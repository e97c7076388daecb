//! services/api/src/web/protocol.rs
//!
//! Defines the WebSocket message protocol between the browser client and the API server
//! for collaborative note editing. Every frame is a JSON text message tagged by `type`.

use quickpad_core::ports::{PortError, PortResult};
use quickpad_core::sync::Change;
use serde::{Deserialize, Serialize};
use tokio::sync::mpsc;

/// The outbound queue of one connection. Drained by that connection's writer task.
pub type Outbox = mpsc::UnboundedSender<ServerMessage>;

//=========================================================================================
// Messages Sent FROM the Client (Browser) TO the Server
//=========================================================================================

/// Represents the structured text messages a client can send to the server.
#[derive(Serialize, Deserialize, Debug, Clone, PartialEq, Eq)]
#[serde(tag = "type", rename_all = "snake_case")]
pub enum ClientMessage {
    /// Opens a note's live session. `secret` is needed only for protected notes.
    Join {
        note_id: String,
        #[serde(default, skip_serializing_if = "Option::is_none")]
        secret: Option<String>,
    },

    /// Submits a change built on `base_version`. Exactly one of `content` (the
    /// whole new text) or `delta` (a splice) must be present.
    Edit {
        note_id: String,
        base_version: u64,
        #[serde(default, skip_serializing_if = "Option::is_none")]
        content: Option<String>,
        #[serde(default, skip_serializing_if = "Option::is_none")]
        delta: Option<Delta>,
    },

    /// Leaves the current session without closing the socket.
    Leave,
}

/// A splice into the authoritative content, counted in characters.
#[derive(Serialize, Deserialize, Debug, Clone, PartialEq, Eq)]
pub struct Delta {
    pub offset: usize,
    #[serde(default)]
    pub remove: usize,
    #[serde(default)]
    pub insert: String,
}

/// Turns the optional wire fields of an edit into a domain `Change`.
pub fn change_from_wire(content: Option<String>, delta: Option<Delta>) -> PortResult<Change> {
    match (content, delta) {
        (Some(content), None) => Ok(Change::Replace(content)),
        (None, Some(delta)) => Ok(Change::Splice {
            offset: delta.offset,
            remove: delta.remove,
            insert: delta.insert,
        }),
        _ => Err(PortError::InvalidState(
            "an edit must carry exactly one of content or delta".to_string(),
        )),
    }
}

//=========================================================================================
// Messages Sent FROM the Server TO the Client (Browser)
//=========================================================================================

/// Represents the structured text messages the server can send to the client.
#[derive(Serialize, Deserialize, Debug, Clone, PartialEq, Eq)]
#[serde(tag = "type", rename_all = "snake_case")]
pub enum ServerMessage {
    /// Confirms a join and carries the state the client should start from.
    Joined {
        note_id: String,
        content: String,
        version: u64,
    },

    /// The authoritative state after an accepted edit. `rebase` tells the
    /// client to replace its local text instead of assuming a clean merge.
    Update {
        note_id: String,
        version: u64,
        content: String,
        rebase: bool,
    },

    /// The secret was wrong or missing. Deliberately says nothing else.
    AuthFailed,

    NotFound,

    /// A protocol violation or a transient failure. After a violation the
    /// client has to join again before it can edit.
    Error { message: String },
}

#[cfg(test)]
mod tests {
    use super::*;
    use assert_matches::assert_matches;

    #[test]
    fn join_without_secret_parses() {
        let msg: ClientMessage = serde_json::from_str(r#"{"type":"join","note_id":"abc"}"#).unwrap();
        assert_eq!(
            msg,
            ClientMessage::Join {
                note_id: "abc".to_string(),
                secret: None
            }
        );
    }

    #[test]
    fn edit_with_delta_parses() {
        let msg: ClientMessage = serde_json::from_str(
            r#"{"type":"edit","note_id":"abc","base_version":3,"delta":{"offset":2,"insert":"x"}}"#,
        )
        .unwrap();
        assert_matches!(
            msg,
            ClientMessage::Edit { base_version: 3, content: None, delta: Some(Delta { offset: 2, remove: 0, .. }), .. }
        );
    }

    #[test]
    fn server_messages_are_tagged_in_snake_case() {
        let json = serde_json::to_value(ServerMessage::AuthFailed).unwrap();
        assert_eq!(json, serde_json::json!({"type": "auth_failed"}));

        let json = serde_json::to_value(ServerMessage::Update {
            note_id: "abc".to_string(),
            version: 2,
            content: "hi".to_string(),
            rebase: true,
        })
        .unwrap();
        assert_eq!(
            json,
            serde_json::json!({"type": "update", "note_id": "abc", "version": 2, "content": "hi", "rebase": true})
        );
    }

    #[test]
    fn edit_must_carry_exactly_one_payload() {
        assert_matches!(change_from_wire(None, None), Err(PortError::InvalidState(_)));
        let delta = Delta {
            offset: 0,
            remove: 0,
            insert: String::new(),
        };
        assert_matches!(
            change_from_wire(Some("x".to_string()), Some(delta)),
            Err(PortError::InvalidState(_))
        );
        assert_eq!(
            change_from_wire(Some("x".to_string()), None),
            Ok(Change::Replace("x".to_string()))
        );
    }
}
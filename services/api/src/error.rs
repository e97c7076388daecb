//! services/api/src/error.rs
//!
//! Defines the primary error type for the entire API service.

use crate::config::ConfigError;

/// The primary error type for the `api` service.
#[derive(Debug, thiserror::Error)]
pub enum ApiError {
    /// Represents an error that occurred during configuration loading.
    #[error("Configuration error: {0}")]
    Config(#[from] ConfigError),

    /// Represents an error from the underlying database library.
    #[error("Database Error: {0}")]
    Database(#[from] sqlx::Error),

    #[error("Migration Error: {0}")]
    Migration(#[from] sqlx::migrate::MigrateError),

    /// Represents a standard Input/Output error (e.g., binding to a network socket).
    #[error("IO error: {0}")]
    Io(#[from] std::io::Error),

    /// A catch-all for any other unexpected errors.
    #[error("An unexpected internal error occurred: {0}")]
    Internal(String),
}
----
Please retype all of the data above exactly as it appears.

__Task answer__:
repository e97c7076388daecb
//! services/api/src/web/protocol.rs
//!
//! Defines the WebSocket message protocol between the browser client and the API server
//! for collaborative note editing. Every frame is a JSON text message tagged by `type`.

use quickpad_core::ports::{PortError, PortResult};
use quickpad_core::sync::Change;
use serde::{Deserialize, Serialize};
use tokio::sync::mpsc;

/// The outbound queue of one connection. Drained by that connection's writer task.
pub type Outbox = mpsc::UnboundedSender<ServerMessage>;

//=========================================================================================
// Messages Sent FROM the Client (Browser) TO the Server
//=========================================================================================

/// Represents the structured text messages a client can send to the server.
#[derive(Serialize, Deserialize, Debug, Clone, PartialEq, Eq)]
#[serde(tag = "type", rename_all = "snake_case")]
pub enum ClientMessage {
    /// Opens a note's live session. `secret` is needed only for protected notes.
    Join {
        note_id: String,
        #[serde(default, skip_serializing_if = "Option::is_none")]
        secret: Option<String>,
    },

    /// Submits a change built on `base_version`. Exactly one of `content` (the
    /// whole new text) or `delta` (a splice) must be present.
    Edit {
        note_id: String,
        base_version: u64,
        #[serde(default, skip_serializing_if = "Option::is_none")]
        content: Option<String>,
        #[serde(default, skip_serializing_if = "Option::is_none")]
        delta: Option<Delta>,
    },

    /// Leaves the current session without closing the socket.
    Leave,
}

/// A splice into the authoritative content, counted in characters.
#[derive(Serialize, Deserialize, Debug, Clone, PartialEq, Eq)]
pub struct Delta {
    pub offset: usize,
    #[serde(default)]
    pub remove: usize,
    #[serde(default)]
    pub insert: String,
}

/// Turns the optional wire fields of an edit into a domain `Change`.
pub fn change_from_wire(content: Option<String>, delta: Option<Delta>) -> PortResult<Change> {
    match (content, delta) {
        (Some(content), None) => Ok(Change::Replace(content)),
        (None, Some(delta)) => Ok(Change::Splice {
            offset: delta.offset,
            remove: delta.remove,
            insert: delta.insert,
        }),
        _ => Err(PortError::InvalidState(
            "an edit must carry exactly one of content or delta".to_string(),
        )),
    }
}

//=========================================================================================
// Messages Sent FROM the Server TO the Client (Browser)
//=========================================================================================

/// Represents the structured text messages the server can send to the client.
#[derive(Serialize, Deserialize, Debug, Clone, PartialEq, Eq)]
#[serde(tag = "type", rename_all = "snake_case")]
pub enum ServerMessage {
    /// Confirms a join and carries the state the client should start from.
    Joined {
        note_id: String,
        content: String,
        version: u64,
    },

    /// The authoritative state after an accepted edit. `rebase` tells the
    /// client to replace its local text instead of assuming a clean merge.
    Update {
        note_id: String,
        version: u64,
        content: String,
        rebase: bool,
    },

    /// The secret was wrong or missing. Deliberately says nothing else.
    AuthFailed,

    NotFound,

    /// A protocol violation or a transient failure. After a violation the
    /// client has to join again before it can edit.
    Error { message: String },
}

#[cfg(test)]
mod tests {
    use super::*;
    use assert_matches::assert_matches;

    #[test]
    fn join_without_secret_parses() {
        let msg: ClientMessage = serde_json::from_str(r#"{"type":"join","note_id":"abc"}"#).unwrap();
        assert_eq!(
            msg,
            ClientMessage::Join {
                note_id: "abc".to_string(),
                secret: None
            }
        );
    }

    #[test]
    fn edit_with_delta_parses() {
        let msg: ClientMessage = serde_json::from_str(
            r#"{"type":"edit","note_id":"abc","base_version":3,"delta":{"offset":2,"insert":"x"}}"#,
        )
        .unwrap();
        assert_matches!(
            msg,
            ClientMessage::Edit { base_version: 3, content: None, delta: Some(Delta { offset: 2, remove: 0, .. }), .. }
        );
    }

    #[test]
    fn server_messages_are_tagged_in_snake_case() {
        let json = serde_json::to_value(ServerMessage::AuthFailed).unwrap();
        assert_eq!(json, serde_json::json!({"type": "auth_failed"}));

        let json = serde_json::to_value(ServerMessage::Update {
            note_id: "abc".to_string(),
            version: 2,
            content: "hi".to_string(),
            rebase: true,
        })
        .unwrap();
        assert_eq!(
            json,
            serde_json::json!({"type": "update", "note_id": "abc", "version": 2, "content": "hi", "rebase": true})
        );
    }

    #[test]
    fn edit_must_carry_exactly_one_payload() {
        assert_matches!(change_from_wire(None, None), Err(PortError::InvalidState(_)));
        let delta = Delta {
            offset: 0,
            remove: 0,
            insert: String::new(),
        };
        assert_matches!(
            change_from_wire(Some("x".to_string()), Some(delta)),
            Err(PortError::InvalidState(_))
        );
        assert_eq!(
            change_from_wire(Some("x".to_string()), None),
            Ok(Change::Replace("x".to_string()))
        );
    }
}
filename services/api/src/error.rs
repository e97c7076388daecb
//! services/api/src/error.rs
//!
//! Defines the primary error type for the entire API service.

use crate::config::ConfigError;

/// The primary error type for the `api` service.
#[derive(Debug, thiserror::Error)]
pub enum ApiError {
    /// Represents an error that occurred during configuration loading.
    #[error("Configuration error: {0}")]
    Config(#[from] ConfigError),

    /// Represents an error from the underlying database library.
    #[error("Database Error: {0}")]
    Database(#[from] sqlx::Error),

    #[error("Migration Error: {0}")]
    Migration(#[from] sqlx::migrate::MigrateError),

    /// Represents a standard Input/Output error (e.g., binding to a network socket).
    #[error("IO error: {0}")]
    Io(#[from] std::io::Error),

    /// A catch-all for any other unexpected errors.
    #[error("An unexpected internal error occurred: {0}")]
    Internal(String),
}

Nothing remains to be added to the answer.